- WORK TASK:
Repeat exactly, please, the opening lines of the data below, through and including the line where "Security extensions implemented" sits.

Collected data:
▼
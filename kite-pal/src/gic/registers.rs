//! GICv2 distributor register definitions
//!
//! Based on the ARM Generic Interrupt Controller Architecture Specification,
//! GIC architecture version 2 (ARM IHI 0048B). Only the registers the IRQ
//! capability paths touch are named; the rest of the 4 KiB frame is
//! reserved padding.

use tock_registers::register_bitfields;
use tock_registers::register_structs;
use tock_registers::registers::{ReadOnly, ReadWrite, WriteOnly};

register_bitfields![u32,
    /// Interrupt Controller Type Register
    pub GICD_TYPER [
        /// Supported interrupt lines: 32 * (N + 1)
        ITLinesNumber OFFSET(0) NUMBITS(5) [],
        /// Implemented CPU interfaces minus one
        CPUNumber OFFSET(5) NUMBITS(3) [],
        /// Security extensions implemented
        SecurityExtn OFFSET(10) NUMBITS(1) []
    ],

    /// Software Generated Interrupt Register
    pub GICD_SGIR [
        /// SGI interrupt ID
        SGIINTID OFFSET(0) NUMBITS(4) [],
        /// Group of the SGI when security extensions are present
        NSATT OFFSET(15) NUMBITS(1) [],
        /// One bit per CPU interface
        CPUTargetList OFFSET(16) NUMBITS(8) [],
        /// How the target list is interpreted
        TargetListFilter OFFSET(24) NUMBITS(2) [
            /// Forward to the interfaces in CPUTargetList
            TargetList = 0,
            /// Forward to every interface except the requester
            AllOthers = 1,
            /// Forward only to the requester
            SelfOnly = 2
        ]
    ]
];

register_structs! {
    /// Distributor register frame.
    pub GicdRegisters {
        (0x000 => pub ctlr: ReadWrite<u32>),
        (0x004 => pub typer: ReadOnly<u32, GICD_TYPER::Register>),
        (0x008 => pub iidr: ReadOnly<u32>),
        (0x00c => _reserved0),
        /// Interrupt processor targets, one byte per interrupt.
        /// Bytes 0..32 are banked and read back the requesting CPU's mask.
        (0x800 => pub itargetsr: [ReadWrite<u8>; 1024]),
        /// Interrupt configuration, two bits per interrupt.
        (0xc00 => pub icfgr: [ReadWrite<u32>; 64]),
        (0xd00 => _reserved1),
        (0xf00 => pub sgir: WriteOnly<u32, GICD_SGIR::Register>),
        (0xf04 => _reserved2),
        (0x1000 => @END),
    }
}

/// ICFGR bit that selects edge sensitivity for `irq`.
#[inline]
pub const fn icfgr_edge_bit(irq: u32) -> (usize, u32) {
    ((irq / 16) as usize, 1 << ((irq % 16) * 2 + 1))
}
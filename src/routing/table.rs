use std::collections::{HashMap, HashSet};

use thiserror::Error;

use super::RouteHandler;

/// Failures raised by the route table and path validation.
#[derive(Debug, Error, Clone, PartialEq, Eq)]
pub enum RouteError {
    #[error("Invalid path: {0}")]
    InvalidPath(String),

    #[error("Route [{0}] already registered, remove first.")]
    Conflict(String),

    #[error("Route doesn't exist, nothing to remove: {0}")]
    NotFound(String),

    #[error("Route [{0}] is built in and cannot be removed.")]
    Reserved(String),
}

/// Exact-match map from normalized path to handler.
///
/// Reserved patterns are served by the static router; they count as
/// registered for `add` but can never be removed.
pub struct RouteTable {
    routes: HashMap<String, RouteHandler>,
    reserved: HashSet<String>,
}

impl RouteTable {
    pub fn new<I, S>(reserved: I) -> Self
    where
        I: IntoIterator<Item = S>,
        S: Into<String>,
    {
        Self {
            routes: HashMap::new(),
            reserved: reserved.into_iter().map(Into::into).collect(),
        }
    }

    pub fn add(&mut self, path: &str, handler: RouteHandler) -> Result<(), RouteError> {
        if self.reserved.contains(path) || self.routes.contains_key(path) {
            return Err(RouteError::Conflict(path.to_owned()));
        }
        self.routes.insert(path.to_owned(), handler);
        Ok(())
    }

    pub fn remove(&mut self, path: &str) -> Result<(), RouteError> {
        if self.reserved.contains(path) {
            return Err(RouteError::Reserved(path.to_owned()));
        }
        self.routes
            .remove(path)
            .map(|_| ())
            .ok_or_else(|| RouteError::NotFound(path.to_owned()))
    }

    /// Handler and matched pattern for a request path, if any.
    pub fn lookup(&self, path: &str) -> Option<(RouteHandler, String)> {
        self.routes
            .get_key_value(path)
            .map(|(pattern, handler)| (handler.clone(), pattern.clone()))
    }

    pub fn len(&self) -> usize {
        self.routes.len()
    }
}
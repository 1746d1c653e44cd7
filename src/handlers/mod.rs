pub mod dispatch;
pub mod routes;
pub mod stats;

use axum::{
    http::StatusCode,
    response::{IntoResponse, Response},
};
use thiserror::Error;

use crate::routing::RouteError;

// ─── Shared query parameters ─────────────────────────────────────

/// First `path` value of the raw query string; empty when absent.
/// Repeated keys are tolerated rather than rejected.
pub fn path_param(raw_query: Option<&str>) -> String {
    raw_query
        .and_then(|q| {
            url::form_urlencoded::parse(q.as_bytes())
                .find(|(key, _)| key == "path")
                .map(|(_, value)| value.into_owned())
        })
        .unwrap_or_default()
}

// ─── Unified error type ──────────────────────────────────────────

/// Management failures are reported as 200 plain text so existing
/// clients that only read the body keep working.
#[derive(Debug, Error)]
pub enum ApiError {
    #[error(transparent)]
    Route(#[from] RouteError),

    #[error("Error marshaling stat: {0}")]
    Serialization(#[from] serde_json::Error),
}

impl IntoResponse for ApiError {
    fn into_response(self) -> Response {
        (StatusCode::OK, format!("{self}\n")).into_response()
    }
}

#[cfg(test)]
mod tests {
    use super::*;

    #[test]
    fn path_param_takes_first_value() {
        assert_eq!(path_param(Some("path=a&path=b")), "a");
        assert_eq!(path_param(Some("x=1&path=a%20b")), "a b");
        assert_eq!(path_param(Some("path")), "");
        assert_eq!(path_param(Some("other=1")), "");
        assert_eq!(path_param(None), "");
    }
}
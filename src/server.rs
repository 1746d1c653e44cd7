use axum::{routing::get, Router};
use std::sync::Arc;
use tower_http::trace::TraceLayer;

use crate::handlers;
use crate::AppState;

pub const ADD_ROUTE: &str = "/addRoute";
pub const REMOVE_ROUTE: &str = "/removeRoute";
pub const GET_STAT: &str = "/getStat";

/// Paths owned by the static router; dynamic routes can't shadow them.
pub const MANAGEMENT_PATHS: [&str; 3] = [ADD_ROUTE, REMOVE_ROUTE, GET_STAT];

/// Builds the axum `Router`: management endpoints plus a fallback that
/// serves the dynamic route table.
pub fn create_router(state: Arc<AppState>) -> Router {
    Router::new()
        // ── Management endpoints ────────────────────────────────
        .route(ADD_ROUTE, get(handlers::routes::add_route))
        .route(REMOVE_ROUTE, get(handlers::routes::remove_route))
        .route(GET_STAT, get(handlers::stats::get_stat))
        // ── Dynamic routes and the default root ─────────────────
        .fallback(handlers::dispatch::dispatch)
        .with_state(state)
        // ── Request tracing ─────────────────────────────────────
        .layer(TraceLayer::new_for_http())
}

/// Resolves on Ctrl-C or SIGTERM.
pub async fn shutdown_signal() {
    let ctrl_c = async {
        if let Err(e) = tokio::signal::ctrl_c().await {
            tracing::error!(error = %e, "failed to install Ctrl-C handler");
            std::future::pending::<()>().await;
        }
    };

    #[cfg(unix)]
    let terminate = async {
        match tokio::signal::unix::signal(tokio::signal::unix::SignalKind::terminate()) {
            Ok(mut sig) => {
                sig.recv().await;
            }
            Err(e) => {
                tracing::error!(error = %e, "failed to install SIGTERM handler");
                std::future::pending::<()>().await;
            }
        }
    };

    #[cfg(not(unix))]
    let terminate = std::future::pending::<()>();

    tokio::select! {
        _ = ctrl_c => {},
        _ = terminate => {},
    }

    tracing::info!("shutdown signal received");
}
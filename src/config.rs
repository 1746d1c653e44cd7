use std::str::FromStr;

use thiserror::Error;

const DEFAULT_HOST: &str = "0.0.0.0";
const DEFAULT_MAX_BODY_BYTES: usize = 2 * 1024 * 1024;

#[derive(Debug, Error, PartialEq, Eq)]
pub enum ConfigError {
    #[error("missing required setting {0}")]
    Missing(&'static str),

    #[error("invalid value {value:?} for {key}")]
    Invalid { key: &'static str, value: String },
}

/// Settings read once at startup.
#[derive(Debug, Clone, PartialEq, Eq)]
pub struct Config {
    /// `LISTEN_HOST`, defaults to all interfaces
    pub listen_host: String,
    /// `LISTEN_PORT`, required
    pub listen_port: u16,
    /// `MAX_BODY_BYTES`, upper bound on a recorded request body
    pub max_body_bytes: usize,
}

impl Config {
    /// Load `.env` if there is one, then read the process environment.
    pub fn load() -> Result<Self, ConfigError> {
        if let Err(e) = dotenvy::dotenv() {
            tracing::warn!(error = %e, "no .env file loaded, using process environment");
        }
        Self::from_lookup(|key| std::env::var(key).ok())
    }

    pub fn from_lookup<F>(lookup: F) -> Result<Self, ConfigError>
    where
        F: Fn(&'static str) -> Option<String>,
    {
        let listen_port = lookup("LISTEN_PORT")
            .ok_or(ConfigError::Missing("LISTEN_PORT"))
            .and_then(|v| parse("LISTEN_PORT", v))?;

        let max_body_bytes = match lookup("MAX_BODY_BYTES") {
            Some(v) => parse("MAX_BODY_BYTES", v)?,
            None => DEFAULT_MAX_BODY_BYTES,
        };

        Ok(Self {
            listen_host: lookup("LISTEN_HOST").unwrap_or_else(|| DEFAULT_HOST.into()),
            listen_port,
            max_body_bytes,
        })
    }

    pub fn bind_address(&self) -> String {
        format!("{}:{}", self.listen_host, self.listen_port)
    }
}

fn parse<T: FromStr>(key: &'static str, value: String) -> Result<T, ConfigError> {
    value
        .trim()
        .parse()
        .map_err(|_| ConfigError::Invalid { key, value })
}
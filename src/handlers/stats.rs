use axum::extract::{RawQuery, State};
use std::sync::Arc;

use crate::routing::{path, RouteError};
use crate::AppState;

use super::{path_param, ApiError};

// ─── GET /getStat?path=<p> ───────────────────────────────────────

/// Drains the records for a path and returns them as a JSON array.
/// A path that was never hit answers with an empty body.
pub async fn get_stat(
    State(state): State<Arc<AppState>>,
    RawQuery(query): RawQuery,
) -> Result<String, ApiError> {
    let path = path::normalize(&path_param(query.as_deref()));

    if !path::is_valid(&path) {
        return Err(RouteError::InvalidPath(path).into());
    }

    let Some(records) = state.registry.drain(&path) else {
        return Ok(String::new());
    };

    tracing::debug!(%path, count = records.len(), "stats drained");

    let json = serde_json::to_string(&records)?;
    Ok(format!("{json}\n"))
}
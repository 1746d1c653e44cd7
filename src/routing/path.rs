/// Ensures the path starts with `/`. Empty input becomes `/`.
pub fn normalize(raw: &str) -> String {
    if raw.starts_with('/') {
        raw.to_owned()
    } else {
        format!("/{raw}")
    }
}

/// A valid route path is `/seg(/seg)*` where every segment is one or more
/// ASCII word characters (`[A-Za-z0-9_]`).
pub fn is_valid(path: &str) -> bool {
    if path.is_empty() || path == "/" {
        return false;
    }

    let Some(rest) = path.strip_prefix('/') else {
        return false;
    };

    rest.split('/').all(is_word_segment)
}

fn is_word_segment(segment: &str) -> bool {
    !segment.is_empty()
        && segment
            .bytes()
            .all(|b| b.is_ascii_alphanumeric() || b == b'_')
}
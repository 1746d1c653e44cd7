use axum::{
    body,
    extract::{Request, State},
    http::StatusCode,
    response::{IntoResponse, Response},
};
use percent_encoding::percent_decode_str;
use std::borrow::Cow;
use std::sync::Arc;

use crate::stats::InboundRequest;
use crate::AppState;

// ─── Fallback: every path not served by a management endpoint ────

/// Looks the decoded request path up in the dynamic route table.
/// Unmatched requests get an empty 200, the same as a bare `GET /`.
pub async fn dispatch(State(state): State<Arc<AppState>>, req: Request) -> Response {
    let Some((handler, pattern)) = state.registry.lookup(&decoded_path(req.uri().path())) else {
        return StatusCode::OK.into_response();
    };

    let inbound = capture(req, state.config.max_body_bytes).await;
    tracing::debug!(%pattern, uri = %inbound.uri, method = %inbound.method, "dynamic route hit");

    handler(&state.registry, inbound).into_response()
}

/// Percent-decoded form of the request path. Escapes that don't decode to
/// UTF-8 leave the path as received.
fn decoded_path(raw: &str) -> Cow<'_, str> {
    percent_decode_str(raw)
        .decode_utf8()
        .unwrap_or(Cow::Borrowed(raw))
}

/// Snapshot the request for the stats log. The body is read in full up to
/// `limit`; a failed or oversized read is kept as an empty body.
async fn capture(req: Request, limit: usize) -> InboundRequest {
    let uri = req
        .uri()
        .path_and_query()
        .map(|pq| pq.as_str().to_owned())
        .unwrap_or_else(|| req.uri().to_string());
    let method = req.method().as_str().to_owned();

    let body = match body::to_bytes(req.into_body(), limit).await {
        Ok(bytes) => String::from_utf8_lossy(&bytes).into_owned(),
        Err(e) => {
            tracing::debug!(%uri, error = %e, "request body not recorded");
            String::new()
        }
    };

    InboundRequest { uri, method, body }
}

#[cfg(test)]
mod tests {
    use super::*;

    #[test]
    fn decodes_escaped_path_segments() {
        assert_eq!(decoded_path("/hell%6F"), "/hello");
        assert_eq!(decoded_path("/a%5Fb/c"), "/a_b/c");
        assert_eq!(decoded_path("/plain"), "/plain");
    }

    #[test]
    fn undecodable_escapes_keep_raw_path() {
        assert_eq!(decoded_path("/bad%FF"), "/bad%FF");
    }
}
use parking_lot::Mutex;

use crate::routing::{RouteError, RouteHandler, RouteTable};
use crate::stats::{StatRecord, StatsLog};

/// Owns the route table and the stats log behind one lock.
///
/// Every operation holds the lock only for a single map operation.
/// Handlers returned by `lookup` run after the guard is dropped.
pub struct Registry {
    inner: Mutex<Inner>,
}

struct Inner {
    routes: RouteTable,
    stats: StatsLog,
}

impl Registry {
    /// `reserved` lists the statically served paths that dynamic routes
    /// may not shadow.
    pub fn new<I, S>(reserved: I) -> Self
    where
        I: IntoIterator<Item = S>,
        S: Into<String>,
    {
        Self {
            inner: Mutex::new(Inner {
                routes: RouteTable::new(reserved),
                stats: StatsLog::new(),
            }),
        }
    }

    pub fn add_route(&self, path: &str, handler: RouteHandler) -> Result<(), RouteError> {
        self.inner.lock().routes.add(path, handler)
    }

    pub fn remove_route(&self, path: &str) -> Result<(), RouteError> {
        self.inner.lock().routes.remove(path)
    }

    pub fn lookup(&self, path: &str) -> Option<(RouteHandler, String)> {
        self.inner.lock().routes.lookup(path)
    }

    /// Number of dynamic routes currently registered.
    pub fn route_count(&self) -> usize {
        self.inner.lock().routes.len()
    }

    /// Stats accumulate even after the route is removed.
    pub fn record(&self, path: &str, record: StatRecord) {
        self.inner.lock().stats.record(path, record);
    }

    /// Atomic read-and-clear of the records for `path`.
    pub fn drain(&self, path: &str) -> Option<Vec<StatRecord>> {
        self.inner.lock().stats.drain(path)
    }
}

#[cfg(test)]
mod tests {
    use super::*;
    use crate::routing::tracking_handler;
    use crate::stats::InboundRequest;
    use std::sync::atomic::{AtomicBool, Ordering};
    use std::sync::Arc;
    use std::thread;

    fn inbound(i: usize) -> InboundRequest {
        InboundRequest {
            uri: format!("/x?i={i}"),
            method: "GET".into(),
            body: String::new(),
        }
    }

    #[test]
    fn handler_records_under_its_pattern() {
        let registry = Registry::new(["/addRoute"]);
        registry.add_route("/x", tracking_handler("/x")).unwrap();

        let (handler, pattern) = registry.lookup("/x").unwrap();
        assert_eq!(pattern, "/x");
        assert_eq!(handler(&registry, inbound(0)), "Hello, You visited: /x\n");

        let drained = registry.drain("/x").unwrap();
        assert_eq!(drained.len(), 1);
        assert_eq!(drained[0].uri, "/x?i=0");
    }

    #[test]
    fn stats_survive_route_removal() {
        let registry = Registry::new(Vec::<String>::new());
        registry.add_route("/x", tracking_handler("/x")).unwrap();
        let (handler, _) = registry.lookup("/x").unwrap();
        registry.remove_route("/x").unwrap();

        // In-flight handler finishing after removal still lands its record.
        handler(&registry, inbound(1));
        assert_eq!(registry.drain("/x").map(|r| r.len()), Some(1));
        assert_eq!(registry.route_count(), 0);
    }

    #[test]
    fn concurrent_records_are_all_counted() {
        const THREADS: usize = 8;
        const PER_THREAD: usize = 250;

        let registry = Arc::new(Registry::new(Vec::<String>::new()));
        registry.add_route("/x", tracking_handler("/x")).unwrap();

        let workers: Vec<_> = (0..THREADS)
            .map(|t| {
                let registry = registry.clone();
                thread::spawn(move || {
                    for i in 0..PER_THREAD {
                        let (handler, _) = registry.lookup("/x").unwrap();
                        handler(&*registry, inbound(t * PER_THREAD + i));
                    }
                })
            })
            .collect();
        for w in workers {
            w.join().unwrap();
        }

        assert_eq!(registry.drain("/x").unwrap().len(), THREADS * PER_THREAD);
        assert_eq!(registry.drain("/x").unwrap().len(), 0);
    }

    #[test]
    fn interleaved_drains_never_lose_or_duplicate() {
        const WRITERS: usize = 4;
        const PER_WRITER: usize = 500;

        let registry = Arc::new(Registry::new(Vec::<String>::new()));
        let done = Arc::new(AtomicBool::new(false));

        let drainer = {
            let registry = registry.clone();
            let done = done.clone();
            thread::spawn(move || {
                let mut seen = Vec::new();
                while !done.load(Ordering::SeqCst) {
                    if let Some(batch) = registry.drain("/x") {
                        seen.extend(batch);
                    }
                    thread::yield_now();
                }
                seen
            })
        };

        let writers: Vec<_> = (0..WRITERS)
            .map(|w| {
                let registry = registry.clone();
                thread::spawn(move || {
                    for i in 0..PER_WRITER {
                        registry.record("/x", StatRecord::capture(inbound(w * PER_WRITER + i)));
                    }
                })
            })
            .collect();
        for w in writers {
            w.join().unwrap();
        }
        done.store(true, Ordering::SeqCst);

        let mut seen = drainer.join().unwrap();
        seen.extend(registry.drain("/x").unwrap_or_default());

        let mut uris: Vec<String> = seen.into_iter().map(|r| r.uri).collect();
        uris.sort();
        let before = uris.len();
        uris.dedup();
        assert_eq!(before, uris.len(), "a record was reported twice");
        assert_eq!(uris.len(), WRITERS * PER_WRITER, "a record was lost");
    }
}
▲
- RESPONSE TO THIS TASK:
filename kite-pal/src/gic/registers.rs
//! GICv2 distributor register definitions
//!
//! Based on the ARM Generic Interrupt Controller Architecture Specification,
//! GIC architecture version 2 (ARM IHI 0048B). Only the registers the IRQ
//! capability paths touch are named; the rest of the 4 KiB frame is
//! reserved padding.

use tock_registers::register_bitfields;
use tock_registers::register_structs;
use tock_registers::registers::{ReadOnly, ReadWrite, WriteOnly};

register_bitfields![u32,
    /// Interrupt Controller Type Register
    pub GICD_TYPER [
        /// Supported interrupt lines: 32 * (N + 1)
        ITLinesNumber OFFSET(0) NUMBITS(5) [],
        /// Implemented CPU interfaces minus one
        CPUNumber OFFSET(5) NUMBITS(3) [],
        /// Security extensions implemented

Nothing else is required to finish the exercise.